#### [Exercise]
Print the data that follows, exactly and completely.

#### [Dataset content]
=== Begin Enclosure ===
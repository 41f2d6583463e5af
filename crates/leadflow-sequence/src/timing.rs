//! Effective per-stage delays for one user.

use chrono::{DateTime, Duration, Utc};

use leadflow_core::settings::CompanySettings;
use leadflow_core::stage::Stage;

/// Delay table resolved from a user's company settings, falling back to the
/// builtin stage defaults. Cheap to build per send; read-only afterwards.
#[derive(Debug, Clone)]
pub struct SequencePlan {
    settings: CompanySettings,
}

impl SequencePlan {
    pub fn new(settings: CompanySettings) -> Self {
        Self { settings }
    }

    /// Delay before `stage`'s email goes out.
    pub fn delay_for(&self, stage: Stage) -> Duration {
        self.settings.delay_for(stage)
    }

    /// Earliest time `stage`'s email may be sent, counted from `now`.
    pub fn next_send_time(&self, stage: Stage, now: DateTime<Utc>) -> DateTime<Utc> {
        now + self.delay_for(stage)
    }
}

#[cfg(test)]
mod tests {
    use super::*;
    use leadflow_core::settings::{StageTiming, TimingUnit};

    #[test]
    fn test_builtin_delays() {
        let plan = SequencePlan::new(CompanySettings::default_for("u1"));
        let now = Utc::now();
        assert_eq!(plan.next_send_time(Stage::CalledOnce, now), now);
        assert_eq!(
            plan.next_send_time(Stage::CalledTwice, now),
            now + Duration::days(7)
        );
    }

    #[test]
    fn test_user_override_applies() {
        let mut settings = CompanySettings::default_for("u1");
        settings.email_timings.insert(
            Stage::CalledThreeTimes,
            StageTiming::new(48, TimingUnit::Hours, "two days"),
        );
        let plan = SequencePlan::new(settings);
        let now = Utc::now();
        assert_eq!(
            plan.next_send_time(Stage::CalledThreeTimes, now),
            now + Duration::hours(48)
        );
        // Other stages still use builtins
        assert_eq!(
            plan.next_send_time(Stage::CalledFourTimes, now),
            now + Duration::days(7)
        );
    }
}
=== End Enclosure ===
#### [Answer for the task]
repository 41f2d6583463e5af
filename crates/leadflow-sequence/src/timing.rs
//! Effective per-stage delays for one user.

use chrono::{DateTime, Duration, Utc};

use leadflow_core::settings::CompanySettings;
use leadflow_core::stage::Stage;

/// Delay table resolved from a user's company settings, falling back to the
/// builtin stage defaults. Cheap to build per send; read-only afterwards.
#[derive(Debug, Clone)]
pub struct SequencePlan {
    settings: CompanySettings,
}

impl SequencePlan {
    pub fn new(settings: CompanySettings) -> Self {
        Self { settings }
    }

    /// Delay before `stage`'s email goes out.
    pub fn delay_for(&self, stage: Stage) -> Duration {
        self.settings.delay_for(stage)
    }

    /// Earliest time `stage`'s email may be sent, counted from `now`.
    pub fn next_send_time(&self, stage: Stage, now: DateTime<Utc>) -> DateTime<Utc> {
        now + self.delay_for(stage)
    }
}

#[cfg(test)]
mod tests {
    use super::*;
    use leadflow_core::settings::{StageTiming, TimingUnit};

    #[test]
    fn test_builtin_delays() {
        let plan = SequencePlan::new(CompanySettings::default_for("u1"));
        let now = Utc::now();
        assert_eq!(plan.next_send_time(Stage::CalledOnce, now), now);
        assert_eq!(
            plan.next_send_time(Stage::CalledTwice, now),
            now + Duration::days(7)
        );
    }

    #[test]
    fn test_user_override_applies() {
        let mut settings = CompanySettings::default_for("u1");
        settings.email_timings.insert(
            Stage::CalledThreeTimes,
            StageTiming::new(48, TimingUnit::Hours, "two days"),
        );
        let plan = SequencePlan::new(settings);
        let now = Utc::now();
        assert_eq!(
            plan.next_send_time(Stage::CalledThreeTimes, now),
            now + Duration::hours(48)
        );
        // Other stages still use builtins
        assert_eq!(
            plan.next_send_time(Stage::CalledFourTimes, now),
            now + Duration::days(7)
        );
    }
}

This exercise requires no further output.